After updating the certificate and reconfiguring the OIDC settings, authentication with Authentik should start working again.

Provider & Application

To set up an application and provider in Authentik, start by logging in as an admin and opening the Admin interface.

Go to the Applications section and choose Create with Provider to create both an application and its associated provider in one step.

You can also choose to create the provider first and then link it when setting up the application.

For the application itself, give it a clear, descriptive name, optionally assign it to a group that represents its type, set the policy engine mode, and adjust any user interface settings you might need.

When it comes to selecting the provider type, choose OAuth2/OpenID Connect.

In the provider configuration, either accept the default name or enter one yourself, pick the appropriate authorization flow, and fill out the required settings.

Be sure to take note of the Client ID, Client Secret, and slug, as you’ll need those later.

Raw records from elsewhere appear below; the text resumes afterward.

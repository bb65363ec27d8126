use std::fmt::Debug;

use log::*;

use crate::{
    helpers::extract_transaction_id,
    market_types::TicketCode,
    settlement_objects::{SettlementTerms, TransferReceipt, DEMO_TRANSACTION_ID},
    traits::{SettlementError, WalletTransfers},
};

/// Pays the restaurant when a buyer picks up their order.
///
/// The settlement is a pass-through: it does not check the ticket against any allocation, and it always sends the
/// fixed amount in [`SettlementTerms`].
pub struct SettlementApi<W> {
    wallet: W,
    terms: SettlementTerms,
}

impl<W> Debug for SettlementApi<W> {
    fn fmt(&self, f: &mut std::fmt::Formatter<'_>) -> std::fmt::Result {
        write!(f, "SettlementApi ({} {} per pickup)", self.terms.amount, self.terms.currency)
    }
}

impl<W> SettlementApi<W> {
    pub fn new(wallet: W, terms: SettlementTerms) -> Self {
        Self { wallet, terms }
    }

    pub fn terms(&self) -> &SettlementTerms {
        &self.terms
    }

    pub fn wallet(&self) -> &W {
        &self.wallet
    }
}

impl<W> SettlementApi<W>
where W: WalletTransfers
{
    pub async fn confirm_pickup(&self, ticket: &TicketCode) -> Result<TransferReceipt, SettlementError> {
        let transfer = self.terms.instruction_for(ticket);
        info!("💸️ Pickup confirmed for {ticket}. Sending {} {} to the restaurant", transfer.amount, transfer.currency);
        if transfer.recipient.is_none() {
            warn!("💸️ No restaurant wallet is configured. The transfer for {ticket} will most likely be rejected.");
        }
        let body = self.wallet.send_transfer(&transfer).await.map_err(|e| {
            warn!("💸️ Transfer for {ticket} failed. {e}");
            e
        })?;
        let transaction_id = extract_transaction_id(&body).unwrap_or_else(|| {
            debug!("💸️ No transaction id in the provider response. Using {DEMO_TRANSACTION_ID}");
            DEMO_TRANSACTION_ID.to_string()
        });
        info!("💸️ Transfer for {ticket} complete. Transaction id: {transaction_id}");
        Ok(TransferReceipt { ticket_code: ticket.clone(), transaction_id, amount: transfer.amount })
    }
}
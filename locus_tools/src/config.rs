use std::time::Duration;

use ftb_common::{
    helpers::{env_or_default, optional_env},
    Secret,
};
use log::*;

pub const DEFAULT_LOCUS_API_URL: &str = "https://api.paywithlocus.com";
pub const DEFAULT_LOCUS_TIMEOUT_SECS: u64 = 10;

#[derive(Debug, Clone)]
pub struct LocusConfig {
    pub base_url: String,
    /// The sending wallet. When unset, requests go to `/v1/wallets/null/send` and Locus rejects them.
    pub wallet_id: Option<String>,
    pub api_key: Option<Secret<String>>,
    pub timeout: Duration,
}

impl Default for LocusConfig {
    fn default() -> Self {
        Self {
            base_url: DEFAULT_LOCUS_API_URL.to_string(),
            wallet_id: None,
            api_key: None,
            timeout: Duration::from_secs(DEFAULT_LOCUS_TIMEOUT_SECS),
        }
    }
}

impl LocusConfig {
    pub fn new_from_env_or_default() -> Self {
        let base_url = optional_env("LOCUS_API_URL").unwrap_or_else(|| DEFAULT_LOCUS_API_URL.to_string());
        let wallet_id = optional_env("LOCUS_WALLET_ID");
        if wallet_id.is_none() {
            warn!("🪛️ LOCUS_WALLET_ID is not set. Pickup settlements will fail.");
        }
        let api_key = optional_env("LOCUS_API_KEY").map(Secret::new);
        if api_key.is_none() {
            warn!("🪛️ LOCUS_API_KEY is not set. Requests to Locus will be unauthenticated.");
        }
        let timeout = Duration::from_secs(env_or_default("LOCUS_TIMEOUT_SECS", DEFAULT_LOCUS_TIMEOUT_SECS));
        Self { base_url, wallet_id, api_key, timeout }
    }
}
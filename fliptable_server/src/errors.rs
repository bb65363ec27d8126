use actix_web::{
    error::ResponseError,
    http::{header::ContentType, StatusCode},
    HttpResponse,
};
use fliptable_engine::{MarketApiError, SettlementError};
use thiserror::Error;

use crate::data_objects::JsonResponse;

#[derive(Debug, Error)]
pub enum ServerError {
    #[error("Could not initialize server. {0}")]
    InitializeError(String),
    #[error("Could not read request body: {0}")]
    InvalidRequestBody(String),
    #[error("An I/O error happened in the server. {0}")]
    IOError(#[from] std::io::Error),
    #[error("The data was not found. {0}")]
    NoRecordFound(String),
    /// The wallet provider refused the transfer. The provider's response body is passed back to the caller as is.
    #[error("{body}")]
    SettlementRejected { status: u16, body: String },
    #[error("Settlement failed. {0}")]
    SettlementFailed(String),
    #[error("UnspecifiedError. {0}")]
    Unspecified(String),
}

impl ResponseError for ServerError {
    fn status_code(&self) -> StatusCode {
        match self {
            Self::InvalidRequestBody(_) => StatusCode::BAD_REQUEST,
            Self::SettlementRejected { .. } => StatusCode::BAD_REQUEST,
            Self::NoRecordFound(_) => StatusCode::NOT_FOUND,
            Self::InitializeError(_) => StatusCode::INTERNAL_SERVER_ERROR,
            Self::IOError(_) => StatusCode::INTERNAL_SERVER_ERROR,
            Self::SettlementFailed(_) => StatusCode::INTERNAL_SERVER_ERROR,
            Self::Unspecified(_) => StatusCode::INTERNAL_SERVER_ERROR,
        }
    }

    fn error_response(&self) -> HttpResponse {
        HttpResponse::build(self.status_code())
            .insert_header(ContentType::json())
            .body(serde_json::to_string(&JsonResponse::error(self)).unwrap_or_default())
    }
}

impl From<MarketApiError> for ServerError {
    fn from(e: MarketApiError) -> Self {
        Self::NoRecordFound(e.to_string())
    }
}

impl From<SettlementError> for ServerError {
    fn from(e: SettlementError) -> Self {
        match e {
            SettlementError::Rejected { status, body } => Self::SettlementRejected { status, body },
            SettlementError::Transport(_) | SettlementError::Configuration(_) => Self::SettlementFailed(e.to_string()),
        }
    }
}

Set the Strict redirect URI to https://<PROXMOX-HOST>:8006.

Proxmox OIDC Source
Proxmox OIDC Source.

Now the important part: We need to define the signature and private keys to our newly generated RSA-based certificate from the previous step.

Optionally, you can set up bindings such as policies, groups, or users to control who sees or can access the application under their My applications page.

Once everything is set, click Submit to create and save the application and provider.

The configuration in Authentik is done and we now move over to the Proxmox part.

Proxmox

To integrate Authentik as an authentication source in Proxmox VE, start by logging into the Proxmox web interface with an admin account.

Navigate to Datacenter → Permissions → Realms.

Click Add and choose Realm to open the setup window.

Enter the OpenID Connect details from your Authentik provider.

For the Issuer URL, copy the value from Authentik’s provider overview page, for example: https://auth.lab.gyptazy.com/application/o/proxmox/

Pick a name for the Realm, such as Proxmox OIDC.

Authentik Signature Keys
Authentik Signature Keys.

Provide the Client ID and Client Secret from Authentik.

Set the Username claim field to username.

If you want Proxmox to automatically create users on first login, enable Autocreate users.

These users will appear as username@proxmox-oidc.

You may also set this realm as the default login method.

Save the settings to finish the integration.

Usage & Login

When logging into the Proxmox VE web interface, you will see an additional authentication realm.

By selecting this realm, you can log in using OpenID Connect (OIDC).

Proxmox OIDC Authentication
Proxmox OIDC Authentication.

Keep in mind that you still need to adjust permissions — authentication is not authorization.